The most economical way to produce these specialty technology things is still with used old 8-inch equipment and not with 12-inch equipment, even used 12-inch equipment.
It would not be economical.
So our plan is actually to expand our capacity facility in Shanghai, in China.
Now we have an 8-inch fab in Shanghai right now, which has the capacity of roughly, what, 40,000 wafers per month?
49,000 right now, about 50,000.
And we are planning to expand it.
And that's all 8-inch.
49,000 right now.
We are planning to expand it to 110,000, all 8-inch equipment.
And I would say that all of it will be to produce -- all the expansion will be to produce the specialty technologies, rather than doing it in a 12-inch plant.
Randy Abrams - Analyst
Okay.
And the follow-up question, is the timeline then for that expansion, that's for next year, to get to 110,000?
The second question I had was a follow-up to the 28-nanometer tape-out and just your sense, at this stage.
Are most customers adopting the option to stay on the traditional polysilicon gate?
Or are you seeing a number go to high-k metal gate?
And at this stage, is there a big difference in the yield ramp up for the 28-nanometer variations?
Dr. Morris Chang - Chairman & CEO
Many customers are going to the high-k metal gate.
As for the timeline for the Shanghai fab expansion --
Lora Ho - SVP & CFO
Randy, it will expand in two years' timeframe, not just one year.
Randy Abrams - Analyst
Okay, thank you.
Operator
Our next question comes from the line of Steven Pelayo of HSBC.
Please proceed.
Steven Pelayo - Analyst
Okay.
I was a little surprised with the depreciation growing 25% to 30% this year.
I guess I had been modeling closer to 15%.
Could you quantify how much depreciation, on a quarterly basis, will be in cost of goods sold in the fourth quarter and the first quarter?
I guess I'm concerned that you'll see a big step-up in Q1 depreciation and cost of goods sold, and that it may actually have an impact on margins, if revenues are just flattish.
Lora Ho - SVP & CFO
Steven, for the increase of depreciation for next year, I think it will moderately increase quarter by quarter.

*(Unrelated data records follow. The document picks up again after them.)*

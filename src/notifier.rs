//! Fire-and-forget channel for user-facing failure messages.

use tokio::sync::mpsc;
use tracing::debug;

#[derive(Debug, Clone, PartialEq, Eq)]
pub struct Notice {
    pub message: String,
}

#[derive(Clone)]
pub struct Notifier {
    sender: mpsc::UnboundedSender<Notice>,
}

/// Receiving side, drained by whatever renders the toasts.
pub struct NotificationFeed {
    receiver: mpsc::UnboundedReceiver<Notice>,
}

impl Notifier {
    pub fn new() -> (Self, NotificationFeed) {
        let (sender, receiver) = mpsc::unbounded_channel();
        (Self { sender }, NotificationFeed { receiver })
    }

    /// Never blocks and never fails from the caller's point of view.
    pub fn report_error(&self, message: impl Into<String>) {
        let notice = Notice { message: message.into() };
        debug!(message = %notice.message, "Queueing notice");
        if self.sender.send(notice).is_err() {
            debug!("Notification feed closed, notice dropped");
        }
    }
}

impl NotificationFeed {
    /// Waits for the next notice; `None` once every notifier is gone.
    pub async fn recv(&mut self) -> Option<Notice> {
        self.receiver.recv().await
    }

    /// Everything queued right now, without waiting.
    pub fn drain(&mut self) -> Vec<Notice> {
        let mut notices = Vec::new();
        while let Ok(notice) = self.receiver.try_recv() {
            notices.push(notice);
        }
        notices
    }
}
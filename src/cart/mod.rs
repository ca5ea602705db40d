//! Cart reconciliation: the manager that owns the cart and the service that
//! serialises access to it.

mod manager;
mod service;

pub use manager::CartManager;
pub use service::CartService;
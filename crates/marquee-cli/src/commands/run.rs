use std::io;
use std::sync::Arc;
use std::time::Duration;

use anyhow::Result;
use crossterm::{
    event::{KeyCode, KeyModifiers},
    execute,
    terminal::{disable_raw_mode, enable_raw_mode, EnterAlternateScreen, LeaveAlternateScreen, SetTitle},
};
use ratatui::{
    backend::{Backend, CrosstermBackend},
    layout::{Constraint, Flex, Layout, Rect},
    widgets::{Block, Borders},
    Frame, Terminal,
};
use tokio::sync::mpsc;
use tracing::{debug, info, warn};

use marquee_core::{AppConfig, MarqueeController, MarqueeEvent};
use marquee_tui::{AppEvent, CellMetrics, EventHandler, MarqueeWidget};

pub async fn run(config: AppConfig, text: String) -> Result<()> {
    let metrics = Arc::new(CellMetrics::default());
    let (event_tx, event_rx) = mpsc::unbounded_channel();
    let controller = MarqueeController::builder(config.marquee.clone(), text.clone(), metrics.clone())
        .with_event_sender(event_tx)
        .build()?;

    // Setup terminal
    enable_raw_mode()?;
    let mut stdout = io::stdout();
    execute!(stdout, EnterAlternateScreen, SetTitle("Marquee"))?;

    let backend = CrosstermBackend::new(stdout);
    let mut terminal = Terminal::new(backend)?;

    let result = main_loop(&mut terminal, &config, &text, &controller, &metrics, event_rx).await;

    controller.unmount();

    // Restore terminal
    disable_raw_mode()?;
    execute!(terminal.backend_mut(), LeaveAlternateScreen)?;
    terminal.show_cursor()?;

    result
}

async fn main_loop<B: Backend>(
    terminal: &mut Terminal<B>,
    config: &AppConfig,
    text: &str,
    controller: &MarqueeController,
    metrics: &CellMetrics,
    mut marquee_rx: mpsc::UnboundedReceiver<MarqueeEvent>,
) -> Result<()> {
    let events = EventHandler::new(config.ui.tick_rate_ms);
    let mut mounted = false;

    loop {
        let mut container_width = 0;
        terminal.draw(|frame| {
            container_width = draw(frame, config, text, controller);
        })?;

        // Layout decides the container width, so mount only after the first draw
        if metrics.set_container_width(container_width) && mounted {
            controller.content_size_changed();
        }
        if !mounted {
            controller.mount();
            mounted = true;
        }

        while let Ok(event) = marquee_rx.try_recv() {
            match event {
                MarqueeEvent::Completed => {
                    info!("Marquee cycle complete, exiting");
                    return Ok(());
                }
                MarqueeEvent::MeasurementFailed { message } => {
                    warn!(%message, "Marquee measurement failed");
                }
                other => debug!(event = ?other, "Marquee event"),
            }
        }

        match events.next().await? {
            Some(AppEvent::Key(key)) => match key.code {
                KeyCode::Char('q') | KeyCode::Esc => return Ok(()),
                KeyCode::Char('c') if key.modifiers.contains(KeyModifiers::CONTROL) => {
                    return Ok(())
                }
                KeyCode::Char(' ') => {
                    if controller.is_animating() {
                        controller.stop();
                    } else {
                        controller.start(Duration::ZERO);
                    }
                }
                KeyCode::Char('r') => controller.reset(),
                _ => {}
            },
            Some(AppEvent::Resize(w, h)) => debug!(w, h, "Terminal resized"),
            Some(AppEvent::Tick) | None => {}
        }
    }
}

/// Draw the marquee box and return the width available to the text
fn draw(frame: &mut Frame, config: &AppConfig, text: &str, controller: &MarqueeController) -> u16 {
    let area = marquee_area(frame.area(), config.ui.width, config.ui.show_border);

    let mut widget = MarqueeWidget::new(text).offset(controller.offset(), controller.is_animating());
    let inner_width = if config.ui.show_border {
        widget = widget.block(
            Block::default()
                .borders(Borders::ALL)
                .title(" q:quit space:start/stop r:reset "),
        );
        area.width.saturating_sub(2)
    } else {
        area.width
    };

    frame.render_widget(widget, area);
    inner_width
}

/// Centered box, `width` cells wide (0 = full width)
fn marquee_area(screen: Rect, width: u16, border: bool) -> Rect {
    let height = if border { 3 } else { 1 };
    let width = if width == 0 {
        screen.width
    } else {
        let chrome = if border { 2 } else { 0 };
        width.saturating_add(chrome).min(screen.width)
    };

    let [row] = Layout::vertical([Constraint::Length(height)])
        .flex(Flex::Center)
        .areas(screen);
    let [area] = Layout::horizontal([Constraint::Length(width)])
        .flex(Flex::Center)
        .areas(row);
    area
}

I have seen an around 10% increase in first quarter versus fourth quarter this year.
Steven Pelayo - Analyst
Okay, excellent.
And then a question for Chairman.
A year ago -- maybe it was a year and a half ago -- you really talked about wanting to implement a new strategy at TSMC where you partner with the customers and you prove to them that you always have capacity available.
You then prevent spillover going on to second-tier foundries out there.
You then admitted that the cycle just came back too quickly and you couldn't really adopt that strategy.
It sounds like you're trying to install capacity kind of almost at the level, to remain fully loaded.
So is the strategy changed?
Do you ideally want to run TSMC at 90% utilization so there is always upside available for customers?
Or do we now think we're targeting 100%, to balance it as close to 100% as possible?
Dr. Morris Chang - Chairman & CEO
You are exactly right.
We did adopt -- we did start to adopt the strategy that I described a year ago, except that we had to catch up.
We were 100% -- more than 100% loaded last year.
And we have been more than 100% loaded this year.
And next year, we will still be 100% loaded.
But we don't really want to spend TWD10b of capital all in one year.
So yes, we are still on that strategy that I expressed a year ago.
And I think that there will be a time, maybe in 2012, when we will ready capacity.
We will have reserve capacity.
But I think that even though we are 100% loaded now and plan to be 100% loaded next year, I think that our pace of adding capacity has been faster than our second-tier competitors.
And therefore, I think, even though we don't have any reserve capacity -- we will not have any reserve capacity in the near future -- I think that certainly less will spill out to the second-tier foundries than they did.
Steven Pelayo - Analyst
And just a follow up on that.
A couple of years from today when you have caught up and built the reserve capacity, do you think the Company will still be able to do 50% plus gross margins if we're building in that buffer?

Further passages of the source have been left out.